Governo inaugura Oca Literária no Centec Abaitará


Secom - Governo de Rondônia | 20/11/2017

“Cortaram nossos galhos, queimaram nossos troncos, mas não conseguiram destruir nossas raízes”. O cântico de nove dos grupos indígenas que habitam as florestas do estado ecoou como uma reafirmação de resistência sob sol da tarde, no Centro Técnico de Educação Rural Abaitará (Centec), no sábado (18).

A inauguração da Oca Literária é significativa para as etnias que lutam para preservar a tradição no lugar onde a tecnologia está disponível para promover o conhecimento, inclusão e geração de riquezas.

A Oca Literária reproduz o ambiente onde os indígenas viviam há 200 anos. De lá para cá, muito da tradição destes grupos perdeu. A construção foi feita em mutirão por alunos das etnias que têm alunos na escola-fazenda de Abaitará.

O projeto foi idealizado pela professora Rosângela Ribeiro Justo, que é mestra em literatura indígena. “Aqui realizo um sonho”, disse ela na cerimônia realizada ao lado da oca. É ali que serão realizadas palestras, encontros para intercâmbio de informações entre índios e não índios, apresentações artísticas e debates.
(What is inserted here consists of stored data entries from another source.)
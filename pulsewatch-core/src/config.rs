//! Pipeline configuration
//!
//! One [`PipelineConfig`] is chosen at session construction and never
//! changes while the session runs. Every option has a default taken from
//! [`crate::constants`], so a partial configuration (for example one
//! deserialised from a short JSON document) is always complete.
//!
//! ```rust
//! use pulsewatch_core::{PipelineConfig, ThresholdStrategy};
//!
//! // Continuous monitoring with a slightly longer settle time
//! let config = PipelineConfig::continuous()
//!     .with_stabilization_ms(8000)
//!     .with_threshold_strategy(ThresholdStrategy::Hysteresis { arm: 40.0, release: 10.0 });
//!
//! assert!(config.validate().is_ok());
//! assert_eq!(config.measurement_window_ms, None);
//! ```

use crate::{
    constants::{
        time::{
            DEFAULT_NO_PEAK_TIMEOUT_MS, DEFAULT_REFRACTORY_MS, DEFAULT_THRESHOLD_UPDATE_MS,
        },
        vitals::{
            DEFAULT_CONDITIONER_WINDOW, DEFAULT_HIGH_PASS_ALPHA, DEFAULT_HYSTERESIS_RATIO,
            DEFAULT_INITIAL_THRESHOLD, DEFAULT_LOW_PASS_BETA, DEFAULT_THRESHOLD_FRACTION,
            LEGACY_FIXED_THRESHOLD,
        },
        BPM_SMOOTHING_CAPACITY, BRADYCARDIA_BELOW_BPM, DEFAULT_MEASUREMENT_WINDOW_MS,
        DEFAULT_REPORT_INTERVAL_MS, DEFAULT_SAMPLE_INTERVAL_MS, DEFAULT_STABILIZATION_MS,
        FEVER_ABOVE_C, HYPOTHERMIA_BELOW_C, MAX_CONDITIONER_WINDOW, TACHYCARDIA_ABOVE_BPM,
    },
    detector::ThresholdStrategy,
    errors::{VitalsError, VitalsResult},
};

/// Signal conditioner settings
#[derive(Debug, Clone, Copy, PartialEq)]
#[cfg_attr(feature = "serde", derive(serde::Serialize, serde::Deserialize))]
#[cfg_attr(feature = "serde", serde(default))]
pub struct FilterConfig {
    /// High-pass feedback coefficient α; `None` bypasses the stage
    pub high_pass_alpha: Option<f32>,
    /// Low-pass coefficient β; `None` bypasses the stage
    pub low_pass_beta: Option<f32>,
    /// Moving-average window W in samples
    pub window: usize,
}

impl Default for FilterConfig {
    fn default() -> Self {
        Self {
            high_pass_alpha: Some(DEFAULT_HIGH_PASS_ALPHA),
            low_pass_beta: Some(DEFAULT_LOW_PASS_BETA),
            window: DEFAULT_CONDITIONER_WINDOW,
        }
    }
}

/// Peak detector settings
#[derive(Debug, Clone, Copy, PartialEq)]
#[cfg_attr(feature = "serde", derive(serde::Serialize, serde::Deserialize))]
#[cfg_attr(feature = "serde", serde(default))]
pub struct DetectorConfig {
    /// Threshold policy
    pub strategy: ThresholdStrategy,
    /// Minimum spacing between beats (ms)
    pub refractory_ms: u64,
    /// Silence after which the beat window is discarded (ms)
    pub no_peak_timeout_ms: u64,
}

impl Default for DetectorConfig {
    fn default() -> Self {
        Self {
            strategy: ThresholdStrategy::default(),
            refractory_ms: DEFAULT_REFRACTORY_MS,
            no_peak_timeout_ms: DEFAULT_NO_PEAK_TIMEOUT_MS,
        }
    }
}

/// Classification limits. All comparisons are strict.
#[derive(Debug, Clone, Copy, PartialEq)]
#[cfg_attr(feature = "serde", derive(serde::Serialize, serde::Deserialize))]
#[cfg_attr(feature = "serde", serde(default))]
pub struct ClassifierConfig {
    /// Non-zero BPM below this is bradycardia
    pub bradycardia_below_bpm: u32,
    /// BPM above this is tachycardia
    pub tachycardia_above_bpm: u32,
    /// Temperature below this is hypothermia (°C)
    pub hypothermia_below_c: f32,
    /// Temperature above this is fever (°C)
    pub fever_above_c: f32,
}

impl Default for ClassifierConfig {
    fn default() -> Self {
        Self {
            bradycardia_below_bpm: BRADYCARDIA_BELOW_BPM,
            tachycardia_above_bpm: TACHYCARDIA_ABOVE_BPM,
            hypothermia_below_c: HYPOTHERMIA_BELOW_C,
            fever_above_c: FEVER_ABOVE_C,
        }
    }
}

/// Complete pipeline configuration
///
/// The default 650 ms refractory period caps the detectable rate at 92 BPM,
/// so Tachycardia is never reported under the defaults: a faster pulse
/// registers every other beat and reads as half its rate. Lower
/// `detector.refractory_ms` with [`PipelineConfig::with_refractory_ms`]
/// when tachycardia has to be detected.
#[derive(Debug, Clone, Copy, PartialEq)]
#[cfg_attr(feature = "serde", derive(serde::Serialize, serde::Deserialize))]
#[cfg_attr(feature = "serde", serde(default))]
pub struct PipelineConfig {
    /// Period of the sampling tick (ms)
    pub sample_interval_ms: u32,
    /// Period of classification and display refresh (ms)
    pub report_interval_ms: u32,
    /// Settle time before detection starts (ms)
    pub stabilization_ms: u64,
    /// Session length; `None` runs until stopped
    pub measurement_window_ms: Option<u64>,
    /// Number of raw BPM estimates averaged into the displayed value
    pub bpm_smoothing_window: usize,
    /// Signal conditioner
    pub filter: FilterConfig,
    /// Peak detector
    pub detector: DetectorConfig,
    /// Health classifier
    pub classifier: ClassifierConfig,
}

impl Default for PipelineConfig {
    fn default() -> Self {
        Self {
            sample_interval_ms: DEFAULT_SAMPLE_INTERVAL_MS,
            report_interval_ms: DEFAULT_REPORT_INTERVAL_MS,
            stabilization_ms: DEFAULT_STABILIZATION_MS,
            measurement_window_ms: Some(DEFAULT_MEASUREMENT_WINDOW_MS),
            bpm_smoothing_window: BPM_SMOOTHING_CAPACITY,
            filter: FilterConfig::default(),
            detector: DetectorConfig::default(),
            classifier: ClassifierConfig::default(),
        }
    }
}

impl PipelineConfig {
    /// Continuous monitoring: no measurement window, the session stays
    /// active until the caller stops it.
    pub fn continuous() -> Self {
        Self {
            measurement_window_ms: None,
            ..Self::default()
        }
    }

    /// The first firmware policy: moving average of raw ADC counts with a
    /// fixed trigger level and a 300 ms minimum beat spacing.
    pub fn legacy_fixed() -> Self {
        Self {
            filter: FilterConfig {
                high_pass_alpha: None,
                low_pass_beta: None,
                window: DEFAULT_CONDITIONER_WINDOW,
            },
            detector: DetectorConfig {
                strategy: ThresholdStrategy::Fixed { level: LEGACY_FIXED_THRESHOLD },
                refractory_ms: 300,
                no_peak_timeout_ms: DEFAULT_NO_PEAK_TIMEOUT_MS,
            },
            ..Self::default()
        }
    }

    /// Set the sampling period
    pub fn with_sample_interval_ms(mut self, interval_ms: u32) -> Self {
        self.sample_interval_ms = interval_ms;
        self
    }

    /// Set the classification/display period
    pub fn with_report_interval_ms(mut self, interval_ms: u32) -> Self {
        self.report_interval_ms = interval_ms;
        self
    }

    /// Set the stabilisation period
    pub fn with_stabilization_ms(mut self, stabilization_ms: u64) -> Self {
        self.stabilization_ms = stabilization_ms;
        self
    }

    /// Set or clear the measurement window
    pub fn with_measurement_window_ms(mut self, window_ms: Option<u64>) -> Self {
        self.measurement_window_ms = window_ms;
        self
    }

    /// Set the conditioner moving-average window
    pub fn with_conditioner_window(mut self, window: usize) -> Self {
        self.filter.window = window;
        self
    }

    /// Set the high-pass and low-pass coefficients
    pub fn with_filter_coefficients(mut self, alpha: Option<f32>, beta: Option<f32>) -> Self {
        self.filter.high_pass_alpha = alpha;
        self.filter.low_pass_beta = beta;
        self
    }

    /// Set the threshold policy
    pub fn with_threshold_strategy(mut self, strategy: ThresholdStrategy) -> Self {
        self.detector.strategy = strategy;
        self
    }

    /// Set the refractory period
    pub fn with_refractory_ms(mut self, refractory_ms: u64) -> Self {
        self.detector.refractory_ms = refractory_ms;
        self
    }

    /// Set the no-peak timeout
    pub fn with_no_peak_timeout_ms(mut self, timeout_ms: u64) -> Self {
        self.detector.no_peak_timeout_ms = timeout_ms;
        self
    }

    /// Set the BPM smoothing window
    pub fn with_bpm_smoothing_window(mut self, window: usize) -> Self {
        self.bpm_smoothing_window = window;
        self
    }

    /// Set the classification limits
    pub fn with_classifier(mut self, classifier: ClassifierConfig) -> Self {
        self.classifier = classifier;
        self
    }

    /// Check every option against its accepted range
    pub fn validate(&self) -> VitalsResult<()> {
        if self.sample_interval_ms == 0 {
            return Err(invalid("sample_interval_ms", "must be non-zero"));
        }
        if self.report_interval_ms < self.sample_interval_ms {
            return Err(invalid("report_interval_ms", "shorter than the sampling interval"));
        }
        if let Some(window) = self.measurement_window_ms {
            if window <= self.stabilization_ms {
                return Err(invalid("measurement_window_ms", "ends before stabilisation"));
            }
        }
        if self.bpm_smoothing_window == 0 || self.bpm_smoothing_window > BPM_SMOOTHING_CAPACITY {
            return Err(invalid("bpm_smoothing_window", "outside 1..=5"));
        }

        self.validate_filter()?;
        self.validate_detector()?;

        let classifier = &self.classifier;
        if classifier.bradycardia_below_bpm > classifier.tachycardia_above_bpm {
            return Err(invalid("classifier", "bradycardia limit above tachycardia limit"));
        }
        if !(classifier.hypothermia_below_c <= classifier.fever_above_c) {
            return Err(invalid("classifier", "hypothermia limit above fever limit"));
        }

        Ok(())
    }

    fn validate_filter(&self) -> VitalsResult<()> {
        let filter = &self.filter;
        if filter.window == 0 || filter.window > MAX_CONDITIONER_WINDOW {
            return Err(invalid("filter.window", "outside 1..=10"));
        }
        if let Some(alpha) = filter.high_pass_alpha {
            if !(0.0..1.0).contains(&alpha) {
                return Err(invalid("filter.high_pass_alpha", "outside [0, 1)"));
            }
        }
        if let Some(beta) = filter.low_pass_beta {
            if !(beta > 0.0 && beta <= 1.0) {
                return Err(invalid("filter.low_pass_beta", "outside (0, 1]"));
            }
        }
        Ok(())
    }

    fn validate_detector(&self) -> VitalsResult<()> {
        let detector = &self.detector;
        if detector.refractory_ms == 0 {
            return Err(invalid("detector.refractory_ms", "must be non-zero"));
        }
        if detector.no_peak_timeout_ms <= detector.refractory_ms {
            return Err(invalid("detector.no_peak_timeout_ms", "not longer than the refractory period"));
        }

        match detector.strategy {
            ThresholdStrategy::Fixed { level } => {
                if !level.is_finite() {
                    return Err(invalid("detector.strategy", "fixed level is not finite"));
                }
            }
            ThresholdStrategy::Hysteresis { arm, release } => {
                if !(arm.is_finite() && release.is_finite()) || release > arm {
                    return Err(invalid("detector.strategy", "release level above arm level"));
                }
            }
            ThresholdStrategy::Adaptive { fraction, hysteresis_ratio, update_period_ms, initial_threshold } => {
                if !(fraction > 0.0 && fraction < 1.0) {
                    return Err(invalid("detector.strategy", "fraction outside (0, 1)"));
                }
                if !(hysteresis_ratio > 0.0 && hysteresis_ratio <= 1.0) {
                    return Err(invalid("detector.strategy", "hysteresis ratio outside (0, 1]"));
                }
                if update_period_ms == 0 {
                    return Err(invalid("detector.strategy", "update period must be non-zero"));
                }
                if !initial_threshold.is_finite() {
                    return Err(invalid("detector.strategy", "initial threshold is not finite"));
                }
            }
        }
        Ok(())
    }
}

/// Adaptive defaults, shared by `ThresholdStrategy::default`
pub(crate) const fn default_adaptive() -> ThresholdStrategy {
    ThresholdStrategy::Adaptive {
        fraction: DEFAULT_THRESHOLD_FRACTION,
        hysteresis_ratio: DEFAULT_HYSTERESIS_RATIO,
        update_period_ms: DEFAULT_THRESHOLD_UPDATE_MS,
        initial_threshold: DEFAULT_INITIAL_THRESHOLD,
    }
}

fn invalid(field: &'static str, reason: &'static str) -> VitalsError {
    VitalsError::InvalidConfig { field, reason }
}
“Muitos colegas de outras etnias não conheciam este modelo de habitação”, explicou Rodrigo Jabuti, do povo jabuti, aluno do Centec Abaitará e coordenador do grupo que construiu a oca. Participaram do trabalho nove etnias.

CONSTRUÇÃO

Os alunos intercalaram as aulas com a construção e sacrificaram as folgas do sábado. Mas o resultado agradou a todos e isto pode ser conferido pelosentimento de orgulho estampado em seus rostos.

O governador Confúcio Moura foi à inauguração da oca. Ele não esconde ter pelo Centec Abaitará um carinho singular. A escola, conforme sua orientação, deve ser inovadora para preparar jovens para a vida e para o mercado de trabalho.

“Esta engenharia, que muitos não conhecem, será útil para a junção da cultura indígena com a dos outros alunos”, disse ele sobre a oca inaugurada.

O aluno, segundo o governador, deve estar preparado para o mercado de trabalho quando concluir o curso. Pode, até mesmo, retornar para os imóveis rurais dos pais e aplicar todo o conhecimento recebido. É para isto que servem os cursos profissionalizantes de agroecologia, agropecuária e agronegócio.

UNIVERSIDADES

O Centec Abaitará já cumpre seu papel. Há alunos em universidades de vários estados e, também, trabalhando em fazendas nas regiões onde moram. Mas a Oca Cultural agrega mais conhecimento para os alunos.

Há 260 alunos no Centec Abaitará. Destes, 37 são indígenas. Eles estão entre os mais comportados e aplicados.

Valdeiza Aikanã Kwazá é uma liderança entre os indígenas. Ela vem de duas etnias. Os aikanã e os kwazá. Diz que não tinha muita clareza sobre como poderia ajudar sua comunidade ao iniciar o curso de agroecologia.

Após dois anos, a incerteza ficou no passado. “Descobri que o conhecimento que recebo aqui pode ser aplicado juntamente com o que já faz parte da cultura dos nossos povos”, revela a estudante.

Rodrigo Jabuti também tem papel forte na hierarquia das etnias.  Ele explica que “jabuti” foi a forma como os não índios escolheram para pronunciar“djoromitxi”, o nome correto de seu grupo. É a ele que se reportam os alunos indígenas diante de alguma dúvida.

Na construção da oca, Rodrigo precisou falar sobre seu povo aos demais colegas indígenas, pois boa parte deles não mora mais em ocas, alguns sequer sabe a utilidades dests habitações.

Os indígenas também falaram ao governador através do cacique Fernandinho Kwazá, que foi à cerimônia como mais uma das autoridades. Kwazá disse que os índios estão ali para estudar, para adquirir conhecimento, e algumas vezes não é o mesmo foco dos demais alunos. Por isto, precisam de um ônibus exclusivo. E será atendido.

O diretor Marcos Braúna dos Santos está no cargo há apenas duas semanas e vê a missão de conduzir uma escola de ensino médio com missão tão importante como o maior desafio de sua carreira. O fato do Centec Abaitará oferecer ensino médio integrado ao ensino profissional, em regime de internato, é inovador na carreira do mestre.

“Há uma característica diferente no comportamento dos pais. Muitos acompanham os filhos através do contato virtual, pois as jornadas de trabalho nas propriedades rurais não permitem visitas regulares”, destaca ele.